Direct detection of large fat-soluble biomolecules in solution using membrane inlet mass spectrometry and desorption chemical ionization.

This paper presents the first membrane inlet mass spectrometry system capable of detecting large biomolecules, such as testosterone (M(r) 288), testosterone acetate (M(r) 330) and alpha-tocopherol (M(r) 430, vitamin E). The result was obtained using a home-made chemical ionization ion source with a thermostated tubular silicone membrane mounted right in the centre of a methane CI plasma. The liquid sample was flushed through the inside of the membrane for a period of 20-25 min, where the analyte diffused into the membrane. Following this trapping period the analyte was released from the membrane into the mass spectrometer by the combined action of heat radiation from the filament and charge transfer from the chemical ionization plasma. As a result of this stimulated desorption a good desorption peak was obtained as the analyte vaporized out of the membrane. Retinol (M(r) 286, vitamin A), cholecalciferol (M(r) 384, vitamin D3) and cholesterol (M(r) 386) were also detected. However, these compounds (all containing a long hydrocarbon chain and being aliphatic alcohols) did not give a protonated molecule. They gave a series of cluster ions with the dominant located 20 mass units below the molecular ion. The detection limits of the new desorption chemical ionization MIMS technique were at low or sub-micromolar concentrations (high ppb levels) and the reproducibility was within 20%, when the area of the desorption peak was used for quantitation.
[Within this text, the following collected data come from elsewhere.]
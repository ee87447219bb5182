//! Practice Service entry point.

use practice_service::config::PracticeConfig;
use practice_service::startup::Application;

use service_core::observability::init_tracing;
use tokio::signal;

async fn shutdown_signal() {
    let ctrl_c = async {
        signal::ctrl_c()
            .await
            .expect("Failed to install Ctrl+C handler");
    };

    #[cfg(unix)]
    let terminate = async {
        signal::unix::signal(signal::unix::SignalKind::terminate())
            .expect("Failed to install SIGTERM handler")
            .recv()
            .await;
    };

    #[cfg(not(unix))]
    let terminate = std::future::pending::<()>();

    tokio::select! {
        _ = ctrl_c => {},
        _ = terminate => {},
    }

    tracing::info!("Shutdown signal received, starting graceful shutdown");
}

#[tokio::main]
async fn main() -> std::io::Result<()> {
    // Load configuration
    let config = PracticeConfig::from_env().map_err(|e| {
        eprintln!("Failed to load configuration: {}", e);
        std::io::Error::other(format!("Configuration error: {}", e))
    })?;

    // Initialize tracing
    init_tracing(
        &config.service_name,
        &config.log_level,
        config.otlp_endpoint.as_deref(),
    );

    tracing::info!(
        version = env!("CARGO_PKG_VERSION"),
        port = %config.common.port,
        db_max_connections = %config.database.max_connections,
        scheduler_enabled = %config.scheduler.enabled,
        "Starting practice-service"
    );

    // Build and run application
    let app = Application::build(config).await.map_err(|e| {
        tracing::error!(error = %e, "Failed to build application");
        std::io::Error::other(format!("Application build error: {}", e))
    })?;

    // Run with graceful shutdown
    tokio::select! {
        result = app.run_until_stopped() => {
            if let Err(e) = result {
                tracing::error!(error = %e, "Application error");
                return Err(e);
            }
        }
        _ = shutdown_signal() => {
            tracing::info!("Graceful shutdown initiated");
        }
    }

    tracing::info!("Service shutdown complete");
    Ok(())
}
Time- and concentration-dependent relative peak intensities observed in electron impact membrane inlet mass spectra

This paper demonstrates that membrane inlet mass spectrometry (MIMS) experiments in some cases can result in electron impact mass spectra where the relative peak intensities change both with time and concentration of the sample. The phenomenon was observed both for phenoxyacetic acid (POAA), a highly polar compound with low volatility, and for the highly volatile chloroethylenes vinyl chloride (VC), 1,1- and 1,2-dichloroethylene (DCE) and trichlororethylene (TCE), exemplified here by VC. Following step changes in concentration some of the fragments were observed to have transient patterns deviating from the molecular ion and from most of the fragment ions. Moreover, the relative peak intensities of these fragment ions at steady state were observed to depend on sample concentration. The unusual behaviour of the ions could be explained by a model for the MIMS system, which takes into account the possibility of a surface-catalysed decomposition of the primary molecules (POAA and VC) inside the vacuum system. In the POAA experiments the response patterns for m/ z 94 deviated from the other major ions and it was assumed that POAA dissociated into phenol by interaction with the surfaces. In the VC experiments the masses and the isotope patterns for the deviating ions indicate that HCl and Cl 2 were produced. On the basis of the model of molecule/surface interactions in vacuum systems, we predict that surface-catalysed dissociation of labile molecules can distort both MIMS transients and spectra, whenever the analyte flow into the vacuum system is comparable to the rate of dissociation of analytes. This condition will typically be fulfilled with signals close to the detection limit.